Thereafter, on that same date, February 24, defendant pled no contest to stalking. In return, defendant was promised that the remaining allegations would be dismissed and that he would be placed on felony probation for a period of three years on various terms and conditions, including serving 365 days in county jail with credit for time served. During the taking of the plea, defendant personally asked questions to terms he did not understand. After advising defendant of his constitutional rights and the consequences of pleading guilty, Judge Fuller found that defendant understood his rights, the nature of the crimes charged against him, and the consequences of pleading guilty. Judge Fuller also found that defendant knowingly and voluntarily pled no contest and that he had expressly waived his constitutional rights. Defendant was subsequently released on his own recognizance pursuant to the plea agreement. The sentencing hearing was set for March 23, 2012.

On March 23, 2012, defendant asked to withdraw his plea and requested counsel to represent him. Judge Fuller explained to defendant that the bailiff would have to take him into custody and appointed a public defender to represent him. After conferring with his appointed counsel and the court's denial of his motion to be released on his own recognizance, defendant requested he be sentenced.
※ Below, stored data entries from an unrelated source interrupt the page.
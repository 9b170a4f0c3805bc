//! FPSR condition codes and FBcc predicates.
//!
//! The FPCC byte lives in bits 24-27 of the FPSR:
//! - NAN (bit 24): Not-a-number
//! - I (bit 25): Infinity
//! - Z (bit 26): Zero
//! - N (bit 27): Negative
//!
//! Codes are derived from the raw IEEE-754 bit pattern, never from float
//! comparisons, so -0.0, infinities and NaN payloads classify exactly the
//! way the hardware does.

use crate::registers::FpReg;

/// Not-a-number condition code.
pub const NAN: u32 = 0x0100_0000;
/// Infinity condition code.
pub const I: u32 = 0x0200_0000;
/// Zero condition code.
pub const Z: u32 = 0x0400_0000;
/// Negative condition code.
pub const N: u32 = 0x0800_0000;

/// All four FPCC bits.
pub const FPCC_MASK: u32 = N | Z | I | NAN;

const SIGN: u64 = 0x8000_0000_0000_0000;
const MAGNITUDE: u64 = 0x7FFF_FFFF_FFFF_FFFF;
const EXPONENT: u64 = 0x7FF0_0000_0000_0000;
const MANTISSA: u64 = 0x000F_FFFF_FFFF_FFFF;
const INFINITY: u64 = 0x7FF0_0000_0000_0000;

/// FPSR condition code helpers.
pub struct Fpcc;

impl Fpcc {
    /// Recompute N/Z/I/NAN from `value`, leaving every other FPSR bit alone.
    #[must_use]
    pub fn derive(fpsr: u32, value: FpReg) -> u32 {
        let bits = value.bits();
        let mut result = fpsr & !FPCC_MASK;
        if bits & SIGN != 0 {
            result |= N;
        }
        if bits & MAGNITUDE == 0 {
            result |= Z;
        }
        if bits & MAGNITUDE == INFINITY {
            result |= I;
        }
        if bits & EXPONENT == EXPONENT && bits & MANTISSA != 0 {
            result |= NAN;
        }
        result
    }

    /// Negative bit of `fpsr`.
    #[must_use]
    pub const fn n(fpsr: u32) -> bool {
        fpsr & N != 0
    }

    /// Zero bit of `fpsr`.
    #[must_use]
    pub const fn z(fpsr: u32) -> bool {
        fpsr & Z != 0
    }

    /// Infinity bit of `fpsr`.
    #[must_use]
    pub const fn i(fpsr: u32) -> bool {
        fpsr & I != 0
    }

    /// Not-a-number bit of `fpsr`.
    #[must_use]
    pub const fn nan(fpsr: u32) -> bool {
        fpsr & NAN != 0
    }
}

/// FBcc condition predicates implemented by the unit.
///
/// The remaining codes of the 6-bit field (the ordered/unordered and
/// signalling variants) are not modelled and fail to decode.
#[derive(Debug, Clone, Copy, PartialEq, Eq)]
pub enum FpCondition {
    /// F: never.
    False,
    /// EQ: Z.
    Equal,
    /// NE: !Z.
    NotEqual,
    /// T: always.
    True,
    /// OGT/GT: !(NAN | Z | N).
    GreaterThan,
    /// OGE/GE: Z | !(NAN | N).
    GreaterOrEqual,
    /// OLT/LT: N & !(NAN | Z).
    LessThan,
    /// OLE/LE: Z | (N & !NAN).
    LessOrEqual,
    /// UGT/NLE: NAN | !(N | Z).
    NotLessOrEqual,
    /// UGE/NLT: NAN | Z | !N.
    NotLess,
    /// ULT/NGE: NAN | (N & !Z).
    NotGreaterOrEqual,
    /// ULE/NGT: NAN | Z | N.
    NotGreaterThan,
}

impl FpCondition {
    /// Every predicate the unit understands, in encoding order.
    pub const ALL: [Self; 12] = [
        Self::False,
        Self::Equal,
        Self::NotEqual,
        Self::True,
        Self::GreaterThan,
        Self::GreaterOrEqual,
        Self::LessThan,
        Self::LessOrEqual,
        Self::NotLessOrEqual,
        Self::NotLess,
        Self::NotGreaterOrEqual,
        Self::NotGreaterThan,
    ];

    /// Decode the 6-bit condition field of an FBcc opcode.
    #[must_use]
    pub const fn decode(code: u8) -> Option<Self> {
        match code {
            0x00 => Some(Self::False),
            0x01 => Some(Self::Equal),
            0x0E => Some(Self::NotEqual),
            0x0F => Some(Self::True),
            0x12 => Some(Self::GreaterThan),
            0x13 => Some(Self::GreaterOrEqual),
            0x14 => Some(Self::LessThan),
            0x15 => Some(Self::LessOrEqual),
            0x1A => Some(Self::NotLessOrEqual),
            0x1B => Some(Self::NotLess),
            0x1C => Some(Self::NotGreaterOrEqual),
            0x1D => Some(Self::NotGreaterThan),
            _ => None,
        }
    }

    /// The 6-bit encoding of this predicate.
    #[must_use]
    pub const fn code(self) -> u8 {
        match self {
            Self::False => 0x00,
            Self::Equal => 0x01,
            Self::NotEqual => 0x0E,
            Self::True => 0x0F,
            Self::GreaterThan => 0x12,
            Self::GreaterOrEqual => 0x13,
            Self::LessThan => 0x14,
            Self::LessOrEqual => 0x15,
            Self::NotLessOrEqual => 0x1A,
            Self::NotLess => 0x1B,
            Self::NotGreaterOrEqual => 0x1C,
            Self::NotGreaterThan => 0x1D,
        }
    }

    /// Evaluate the predicate against the FPCC bits of `fpsr`.
    #[must_use]
    pub const fn evaluate(self, fpsr: u32) -> bool {
        let n = Fpcc::n(fpsr);
        let z = Fpcc::z(fpsr);
        let nan = Fpcc::nan(fpsr);
        match self {
            Self::False => false,
            Self::Equal => z,
            Self::NotEqual => !z,
            Self::True => true,
            Self::GreaterThan => !(nan || z || n),
            Self::GreaterOrEqual => z || !(nan || n),
            Self::LessThan => n && !(nan || z),
            Self::LessOrEqual => z || (n && !nan),
            Self::NotLessOrEqual => nan || !(n || z),
            Self::NotLess => nan || z || !n,
            Self::NotGreaterOrEqual => nan || (n && !z),
            Self::NotGreaterThan => nan || z || n,
        }
    }
}
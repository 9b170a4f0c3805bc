//! Cycle costs charged by FPU instructions.
//!
//! Costs are flat per instruction; operand fetch and EA calculation are not
//! charged separately. FMOVEM is charged per transferred register.

/// Per-instruction cycle costs.
#[derive(Debug, Clone, Copy, PartialEq, Eq)]
pub struct CycleCosts {
    pub fmove: u32,
    pub fsqrt: u32,
    pub fabs: u32,
    pub fneg: u32,
    pub fdiv: u32,
    pub fadd: u32,
    pub fmul: u32,
    pub fsub: u32,
    pub fcmp: u32,
    pub ftst: u32,
    /// FMOVE FPn,<ea>
    pub fmove_to_memory: u32,
    /// FMOVE to or from FPCR/FPSR/FPIAR.
    pub fmove_control: u32,
    /// FMOVEM, per register in the list.
    pub fmovem_per_register: u32,
    /// FBcc, taken or not.
    pub fbcc: u32,
}

impl CycleCosts {
    /// MC68040 timings.
    pub const M68040: Self = Self {
        fmove: 4,
        fsqrt: 109,
        fabs: 3,
        fneg: 3,
        fdiv: 43,
        fadd: 9,
        fmul: 11,
        fsub: 9,
        fcmp: 7,
        ftst: 7,
        fmove_to_memory: 12,
        fmove_control: 10,
        fmovem_per_register: 2,
        fbcc: 7,
    };
}

impl Default for CycleCosts {
    fn default() -> Self {
        Self::M68040
    }
}
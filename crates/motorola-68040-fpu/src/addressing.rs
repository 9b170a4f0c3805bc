//! Addressing modes, operand sizes, and which combinations the FPU accepts.
//!
//! The 6-bit EA field of an FPU opcode decodes into an [`AddrMode`]. Not
//! every mode is usable at every operand size: the legal set differs per
//! size and per direction (read vs write), and anything outside it is
//! rejected before the access starts.

use std::fmt;

/// Addressing mode decoded from an EA field.
#[derive(Debug, Clone, Copy, PartialEq, Eq)]
pub enum AddrMode {
    /// Data register direct: Dn
    DataReg(u8),
    /// Address register direct: An
    AddrReg(u8),
    /// Address register indirect: (An)
    AddrInd(u8),
    /// Address register indirect with postincrement: (An)+
    AddrIndPostInc(u8),
    /// Address register indirect with predecrement: -(An)
    AddrIndPreDec(u8),
    /// Address register indirect with displacement: d16(An)
    AddrIndDisp(u8),
    /// Address register indirect with index: (d8,An,Xn) or full format
    AddrIndIndex(u8),
    /// Absolute short: (xxx).W
    AbsShort,
    /// Absolute long: (xxx).L
    AbsLong,
    /// Program counter with displacement: d16(PC)
    PcDisp,
    /// Program counter with index: (d8,PC,Xn)
    PcIndex,
    /// Immediate: #<data>
    Immediate,
}

impl AddrMode {
    /// Decode addressing mode from mode/register fields.
    #[must_use]
    pub fn decode(mode: u8, reg: u8) -> Option<Self> {
        let reg = reg & 0x07;
        match mode & 0x07 {
            0 => Some(Self::DataReg(reg)),
            1 => Some(Self::AddrReg(reg)),
            2 => Some(Self::AddrInd(reg)),
            3 => Some(Self::AddrIndPostInc(reg)),
            4 => Some(Self::AddrIndPreDec(reg)),
            5 => Some(Self::AddrIndDisp(reg)),
            6 => Some(Self::AddrIndIndex(reg)),
            _ => match reg {
                0 => Some(Self::AbsShort),
                1 => Some(Self::AbsLong),
                2 => Some(Self::PcDisp),
                3 => Some(Self::PcIndex),
                4 => Some(Self::Immediate),
                _ => None,
            },
        }
    }

    /// Decode the low 6 bits of an opcode.
    #[must_use]
    pub fn from_ea(ea: u8) -> Option<Self> {
        Self::decode(ea >> 3, ea)
    }

    /// Whether the FPU can access an operand of `size` through this mode.
    #[must_use]
    pub fn is_legal(self, size: Size, access: Access) -> bool {
        use Access::{Read, Write};
        use Size::{Byte, Double, Extended, Long, Word};

        match (self, access) {
            (Self::DataReg(_), _) => matches!(size, Byte | Word | Long),
            (Self::AddrReg(_), Read) => false,
            (Self::AddrReg(_), Write) => size == Long,
            (Self::AddrInd(_) | Self::AddrIndDisp(_), _) => {
                matches!(size, Byte | Word | Long | Double)
            }
            (Self::AddrIndPostInc(_), Read) => matches!(size, Long | Double | Extended),
            (Self::AddrIndPostInc(_), Write) => matches!(size, Byte | Word | Long),
            (Self::AddrIndPreDec(_), Read) => false,
            (Self::AddrIndPreDec(_), Write) => {
                matches!(size, Byte | Word | Long | Double | Extended)
            }
            (Self::AddrIndIndex(_) | Self::AbsLong, _) => matches!(size, Byte | Word | Long),
            (Self::AbsShort, Read) => matches!(size, Byte | Word | Long),
            (Self::AbsShort, Write) => false,
            (Self::PcDisp, Read) => matches!(size, Long | Double),
            (Self::PcDisp, Write) => matches!(size, Byte | Word | Long),
            (Self::PcIndex, _) => false,
            (Self::Immediate, Read) => matches!(size, Byte | Word | Long | Double),
            (Self::Immediate, Write) => false,
        }
    }
}

/// Operand size of an FPU access.
#[derive(Debug, Clone, Copy, PartialEq, Eq)]
pub enum Size {
    Byte,
    Word,
    Long,
    /// 64-bit operand (double-precision real).
    Double,
    /// 96-bit extended-precision image, moved as a truncated double.
    Extended,
}

impl Size {
    /// Number of bytes the operand occupies in memory.
    #[must_use]
    pub const fn bytes(self) -> u32 {
        match self {
            Self::Byte => 1,
            Self::Word => 2,
            Self::Long => 4,
            Self::Double => 8,
            Self::Extended => 12,
        }
    }
}

impl fmt::Display for Size {
    fn fmt(&self, f: &mut fmt::Formatter<'_>) -> fmt::Result {
        let name = match self {
            Self::Byte => "byte",
            Self::Word => "word",
            Self::Long => "long",
            Self::Double => "double",
            Self::Extended => "extended",
        };
        f.write_str(name)
    }
}

/// Direction of an operand access.
#[derive(Debug, Clone, Copy, PartialEq, Eq)]
pub enum Access {
    Read,
    Write,
}

impl fmt::Display for Access {
    fn fmt(&self, f: &mut fmt::Formatter<'_>) -> fmt::Result {
        match self {
            Self::Read => f.write_str("read"),
            Self::Write => f.write_str("write"),
        }
    }
}

#[cfg(test)]
mod tests {
    use super::{Access, AddrMode, Size};

    #[test]
    fn mode_seven_reserved_registers_do_not_decode() {
        assert_eq!(AddrMode::decode(7, 4), Some(AddrMode::Immediate));
        assert_eq!(AddrMode::decode(7, 5), None);
        assert_eq!(AddrMode::decode(7, 6), None);
        assert_eq!(AddrMode::decode(7, 7), None);
    }

    #[test]
    fn from_ea_splits_mode_and_register() {
        assert_eq!(AddrMode::from_ea(0b100_011), Some(AddrMode::AddrIndPreDec(3)));
        assert_eq!(AddrMode::from_ea(0b111_001), Some(AddrMode::AbsLong));
    }

    #[test]
    fn address_register_is_write_only_long() {
        let an = AddrMode::AddrReg(0);
        assert!(!an.is_legal(Size::Byte, Access::Read));
        assert!(!an.is_legal(Size::Long, Access::Read));
        assert!(an.is_legal(Size::Long, Access::Write));
        assert!(!an.is_legal(Size::Word, Access::Write));
    }

    #[test]
    fn extended_only_through_stack_modes() {
        for mode in [
            AddrMode::AddrInd(0),
            AddrMode::AddrIndDisp(0),
            AddrMode::AbsLong,
            AddrMode::Immediate,
        ] {
            assert!(!mode.is_legal(Size::Extended, Access::Read));
            assert!(!mode.is_legal(Size::Extended, Access::Write));
        }
        assert!(AddrMode::AddrIndPostInc(2).is_legal(Size::Extended, Access::Read));
        assert!(!AddrMode::AddrIndPostInc(2).is_legal(Size::Extended, Access::Write));
        assert!(AddrMode::AddrIndPreDec(2).is_legal(Size::Extended, Access::Write));
        assert!(!AddrMode::AddrIndPreDec(2).is_legal(Size::Extended, Access::Read));
    }

    #[test]
    fn read_only_and_write_only_modes() {
        assert!(AddrMode::Immediate.is_legal(Size::Double, Access::Read));
        assert!(!AddrMode::Immediate.is_legal(Size::Long, Access::Write));
        assert!(AddrMode::AbsShort.is_legal(Size::Word, Access::Read));
        assert!(!AddrMode::AbsShort.is_legal(Size::Word, Access::Write));
        assert!(!AddrMode::PcDisp.is_legal(Size::Byte, Access::Read));
        assert!(AddrMode::PcDisp.is_legal(Size::Byte, Access::Write));
    }

    #[test]
    fn data_register_has_no_double_form() {
        assert!(!AddrMode::DataReg(1).is_legal(Size::Double, Access::Read));
        assert!(!AddrMode::DataReg(1).is_legal(Size::Double, Access::Write));
    }
}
The court thereafter placed defendant on supervised probation for a period of three years and dismissed the remaining allegations in accordance with the plea agreement.

About one month later on April 24, 2012, defendant was arrested for petty theft after he was observed stealing shaving items from a Sears' store.

On April 25, 2012, the People filed a petition to revoke defendant's probation based on his arrest for petty theft. (§ 490.5, subd. (a).) Defendant's probation was revoked on April 27, 2012. Following a probation violation hearing on June 1, 2012, the court found true that defendant had violated his probation and ordered that defendant's probation remain revoked.

On June 29, 2012, defendant asked to withdraw his no contest plea in the stalking case, claiming he was coerced into pleading no contest. He also requested that he be allowed to represent himself. Judge Fuller advised defendant that a motion to withdraw a plea had to be in writing; that he had to give the People notice; and that the court could not hear the motion to withdraw his plea on that day. Judge Fuller also explained to defendant that even if he was allowed to represent himself, the motion to withdraw his plea would not be heard that day. The court then granted defendant's appointed counsel's request to continue the sentencing hearing. Defendant however interjected and requested he be allowed to represent himself. Judge Fuller explained to defendant that he had competent representation and the perils of representing himself. Defendant still wished to represent himself, and the court granted defendant's request. Thereafter, defendant again sought to make an oral motion to withdraw his no contest plea. The court explained to defendant that he had to file a written motion, denied defendant's oral request, and continued the matter.

On July 23, 2012, defendant filed a written motion entitled, "Motion Objecting [sic] Prosecution Repeatedly Presenting False Evidence to the Court and Probation/Court Jurisdiction per Penal Code 1203.2a," which the court treated as a motion to withdraw his no contest plea. A hearing on the motion was held on July 27, 2012. Defendant stated the motion was based on "induced plea, question of favorable exculpatory evidence from the District Attorney, [and] misrepresentation of evidence for withdrawal of plea," and again accused the victim of falsifying evidence. After hearing argument from defendant, Judge Fuller denied defendant's motion, and at defendant's request, appointed an attorney to represent defendant for sentencing. Following argument from counsel, Judge Fuller denied defendant's request to be reinstated on probation and sentenced defendant to three years in county jail.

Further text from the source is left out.